Translate

Wednesday, December 6, 2017

THE SILENCE OF DEATH

When someone you love dies, silence follows immediately.  Whether it is a close friend that you love, a family member, or even a celebrity that you have enjoyed their talents, the silence follows.  I don't think we realize this at first, no matter how many times we may have experienced it, but after a time of reflection it sinks in.

We are lucky if we remember the last time with the deceased before the silence fell.  I can't remember the last things I heard either of my grandmothers say before they passed and I feel like I should.   People who are as important to my life, the influence they had on my life, I should be able to remember.  I want to remember.  I can still hear their voices in my head.  My grandmother Clark's slight little laugh and her "Oh My!!".  I will never hear that again.  I will never hear my Grandmother Hill's seemingly daily expression of "Oh, Oscar!" again.
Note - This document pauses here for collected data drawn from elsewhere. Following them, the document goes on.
//! Outbound messaging used by the session controller, with the Telegram
//! implementation.
//!
//! Text handed to a [`Messenger`] is MarkdownV2 that the caller has already
//! escaped.

use anyhow::Result;
use async_trait::async_trait;
use teloxide::prelude::*;
use teloxide::types::{
    CallbackQueryId, FileId, InlineKeyboardButton, InlineKeyboardMarkup, InputFile, MessageId,
    ParseMode,
};
use tracing::debug;

/// One inline keyboard button
#[derive(Clone, Debug, PartialEq, Eq)]
pub struct ChoiceButton {
    pub label: String,
    pub data: String,
}

impl ChoiceButton {
    pub fn new(label: impl Into<String>, data: impl Into<String>) -> Self {
        Self {
            label: label.into(),
            data: data.into(),
        }
    }
}

/// Chat operations the bot needs; delivery and retries are the implementor's concern
#[async_trait]
pub trait Messenger: Send + Sync {
    async fn send_text(&self, chat_id: ChatId, text: &str) -> Result<MessageId>;

    async fn send_document(
        &self,
        chat_id: ChatId,
        bytes: Vec<u8>,
        file_name: &str,
        caption: &str,
    ) -> Result<()>;

    /// Send a prompt with an inline keyboard, one `Vec` per keyboard row
    async fn send_choice(
        &self,
        chat_id: ChatId,
        prompt: &str,
        rows: Vec<Vec<ChoiceButton>>,
    ) -> Result<MessageId>;

    async fn edit_text(&self, chat_id: ChatId, message_id: MessageId, text: &str) -> Result<()>;

    async fn send_sticker(&self, chat_id: ChatId, sticker_id: &str) -> Result<()>;

    async fn download_document(&self, file_ref: &str) -> Result<Vec<u8>>;

    async fn answer_callback(&self, callback_id: &str) -> Result<()>;
}

/// [`Messenger`] backed by the Telegram Bot API
#[derive(Clone)]
pub struct TelegramMessenger {
    bot: Bot,
    http: reqwest::Client,
}

impl TelegramMessenger {
    pub fn new(bot: Bot) -> Self {
        Self {
            bot,
            http: reqwest::Client::new(),
        }
    }
}

#[async_trait]
impl Messenger for TelegramMessenger {
    async fn send_text(&self, chat_id: ChatId, text: &str) -> Result<MessageId> {
        let sent = self
            .bot
            .send_message(chat_id, text)
            .parse_mode(ParseMode::MarkdownV2)
            .disable_notification(true)
            .await?;
        Ok(sent.id)
    }

    async fn send_document(
        &self,
        chat_id: ChatId,
        bytes: Vec<u8>,
        file_name: &str,
        caption: &str,
    ) -> Result<()> {
        let document = InputFile::memory(bytes).file_name(file_name.to_string());
        self.bot
            .send_document(chat_id, document)
            .caption(caption)
            .parse_mode(ParseMode::MarkdownV2)
            .await?;
        Ok(())
    }

    async fn send_choice(
        &self,
        chat_id: ChatId,
        prompt: &str,
        rows: Vec<Vec<ChoiceButton>>,
    ) -> Result<MessageId> {
        let keyboard = InlineKeyboardMarkup::new(rows.into_iter().map(|row| {
            row.into_iter()
                .map(|button| InlineKeyboardButton::callback(button.label, button.data))
                .collect::<Vec<_>>()
        }));
        let sent = self
            .bot
            .send_message(chat_id, prompt)
            .parse_mode(ParseMode::MarkdownV2)
            .disable_notification(true)
            .reply_markup(keyboard)
            .await?;
        Ok(sent.id)
    }

    async fn edit_text(&self, chat_id: ChatId, message_id: MessageId, text: &str) -> Result<()> {
        self.bot
            .edit_message_text(chat_id, message_id, text)
            .parse_mode(ParseMode::MarkdownV2)
            .await?;
        Ok(())
    }

    async fn send_sticker(&self, chat_id: ChatId, sticker_id: &str) -> Result<()> {
        self.bot
            .send_sticker(chat_id, InputFile::file_id(FileId(sticker_id.to_string())))
            .disable_notification(true)
            .await?;
        Ok(())
    }

    async fn download_document(&self, file_ref: &str) -> Result<Vec<u8>> {
        let file = self.bot.get_file(FileId(file_ref.to_string())).await?;
        let url = format!(
            "https://api.telegram.org/file/bot{}/{}",
            self.bot.token(),
            file.path
        );

        let response = self.http.get(&url).send().await?.error_for_status()?;
        let bytes = response.bytes().await?;
        debug!(size = bytes.len(), "Document downloaded");
        Ok(bytes.to_vec())
    }

    async fn answer_callback(&self, callback_id: &str) -> Result<()> {
        self.bot
            .answer_callback_query(CallbackQueryId(callback_id.to_string()))
            .await?;
        Ok(())
    }
}
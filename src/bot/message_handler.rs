//! Message Handler module for processing incoming Telegram messages

use anyhow::Result;
use std::sync::Arc;
use teloxide::prelude::*;
use tracing::debug;

use super::events::InboundEvent;
use super::messenger::TelegramMessenger;
use super::session_registry::SessionRegistry;

/// Convert a Telegram message into a transport-independent event
pub fn inbound_from_message(msg: &Message) -> InboundEvent {
    let chat_id = msg.chat.id;
    let message_id = msg.id;

    if let Some(text) = msg.text() {
        InboundEvent::Text {
            chat_id,
            message_id,
            text: text.to_string(),
            reply_to: msg.reply_to_message().map(|reply| reply.id),
        }
    } else if let Some(document) = msg.document() {
        InboundEvent::Document {
            chat_id,
            message_id,
            file_name: document.file_name.clone(),
            file_ref: document.file.id.0.clone(),
        }
    } else {
        InboundEvent::Unsupported { chat_id, message_id }
    }
}

pub async fn message_handler(
    msg: Message,
    registry: Arc<SessionRegistry>,
    messenger: Arc<TelegramMessenger>,
) -> Result<()> {
    let event = inbound_from_message(&msg);
    debug!(user_id = %msg.chat.id, kind = event.kind(), "Received message from user");

    registry.dispatch(event, messenger.as_ref()).await;
    Ok(())
}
I do remember some of my family and friends last conversation with me though, and I cherish those.

My sister Carol, on the day she and my sister Elaine left for Georgia, I remember Carol telling me "I'm going back home and we are going to beat this thing"  After I told her I loved her she said with a tilt of her head, "I love you too.  Thanks for your help.  Bye... see ya later"  I didn't see her later.  I didn't hear her voice again.  I won't ever hear her voice again.  Just silence.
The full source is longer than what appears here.